**Exercise prompt**
Filter the entries below down to the lines that hold "Copy".

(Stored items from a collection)
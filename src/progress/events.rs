//! Typed publish/subscribe surface for progress engine events.
//!
//! Two ways to observe events:
//! - [`ProgressMonitor::on`](super::ProgressMonitor::on) registers a callback
//!   for one [`MonitorEventKind`]; [`off`](super::ProgressMonitor::off) removes it.
//! - [`ProgressMonitor::subscribe`](super::ProgressMonitor::subscribe) returns a
//!   `broadcast::Receiver` carrying every event.
//!
//! Handlers run on the emitting task after internal locks are released, so a
//! handler may call back into the engine (e.g. cancel the session it was told about).

use std::fmt;
use std::sync::Arc;
use std::sync::atomic::{AtomicU64, Ordering};
use std::time::Duration;

use dashmap::DashMap;
use tokio::sync::broadcast;
use tracing::trace;

/// Buffered events per broadcast subscriber before lagging.
const EVENT_CHANNEL_CAPACITY: usize = 256;

/// Event discriminant used to register handlers.
#[derive(Debug, Clone, Copy, PartialEq, Eq, Hash)]
pub enum MonitorEventKind {
    Timeout,
    StuckDetected,
    ProgressResumed,
    SessionCompleted,
}

/// Lifecycle event emitted by the progress engine.
///
/// `Timeout` and `StuckDetected` are independent signals; either, both, or
/// neither may fire for a session.
#[derive(Debug, Clone, PartialEq)]
pub enum MonitorEvent {
    /// The session outlived its effective timeout. Informational only: the
    /// session stays tracked and the caller decides what to do.
    Timeout {
        session_id: String,
        library: String,
        elapsed: Duration,
    },
    /// No advancing snapshot for longer than the library's stuck threshold.
    /// Fires once per stall episode.
    StuckDetected {
        session_id: String,
        library: String,
        current: u32,
        stalled_for: Duration,
    },
    /// Progress advanced again after a reported stall.
    ProgressResumed { session_id: String, current: u32 },
    /// The session was completed and is no longer tracked.
    SessionCompleted {
        session_id: String,
        success: bool,
        duration: Duration,
        pages_completed: u32,
    },
}

impl MonitorEvent {
    #[must_use]
    pub fn kind(&self) -> MonitorEventKind {
        match self {
            Self::Timeout { .. } => MonitorEventKind::Timeout,
            Self::StuckDetected { .. } => MonitorEventKind::StuckDetected,
            Self::ProgressResumed { .. } => MonitorEventKind::ProgressResumed,
            Self::SessionCompleted { .. } => MonitorEventKind::SessionCompleted,
        }
    }

    #[must_use]
    pub fn session_id(&self) -> &str {
        match self {
            Self::Timeout { session_id, .. }
            | Self::StuckDetected { session_id, .. }
            | Self::ProgressResumed { session_id, .. }
            | Self::SessionCompleted { session_id, .. } => session_id,
        }
    }
}

/// Callback registered with [`ProgressMonitor::on`](super::ProgressMonitor::on).
pub type EventHandler = Arc<dyn Fn(&MonitorEvent) + Send + Sync>;

/// Handle identifying a registered handler.
#[derive(Debug, Clone, Copy, PartialEq, Eq, Hash, PartialOrd, Ord)]
pub struct ListenerId(u64);

struct Listener {
    kind: MonitorEventKind,
    handler: EventHandler,
}

pub(crate) struct EventBus {
    next_id: AtomicU64,
    listeners: DashMap<ListenerId, Listener>,
    sender: broadcast::Sender<MonitorEvent>,
}

impl fmt::Debug for EventBus {
    fn fmt(&self, f: &mut fmt::Formatter<'_>) -> fmt::Result {
        f.debug_struct("EventBus")
            .field("listeners", &self.listeners.len())
            .field("subscribers", &self.sender.receiver_count())
            .finish()
    }
}

impl EventBus {
    pub(crate) fn new() -> Self {
        let (sender, _) = broadcast::channel(EVENT_CHANNEL_CAPACITY);
        Self {
            next_id: AtomicU64::new(1),
            listeners: DashMap::new(),
            sender,
        }
    }

    pub(crate) fn on(&self, kind: MonitorEventKind, handler: EventHandler) -> ListenerId {
        let id = ListenerId(self.next_id.fetch_add(1, Ordering::Relaxed));
        self.listeners.insert(id, Listener { kind, handler });
        id
    }

    pub(crate) fn off(&self, id: ListenerId) -> bool {
        self.listeners.remove(&id).is_some()
    }

    pub(crate) fn subscribe(&self) -> broadcast::Receiver<MonitorEvent> {
        self.sender.subscribe()
    }

    /// Delivers `event` to matching handlers in registration order, then to subscribers.
    pub(crate) fn emit(&self, event: &MonitorEvent) {
        let kind = event.kind();
        let mut handlers: Vec<(ListenerId, EventHandler)> = self
            .listeners
            .iter()
            .filter(|entry| entry.value().kind == kind)
            .map(|entry| (*entry.key(), Arc::clone(&entry.value().handler)))
            .collect();
        handlers.sort_by_key(|(id, _)| *id);

        trace!(?kind, session_id = event.session_id(), handlers = handlers.len(), "emitting event");
        for (_, handler) in handlers {
            handler(event);
        }

        // No subscribers is not an error.
        let _ = self.sender.send(event.clone());
    }
}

**Expected answer**
#[derive(Debug, Clone, Copy, PartialEq, Eq, Hash)]
#[derive(Debug, Clone, Copy, PartialEq, Eq, Hash, PartialOrd, Ord)]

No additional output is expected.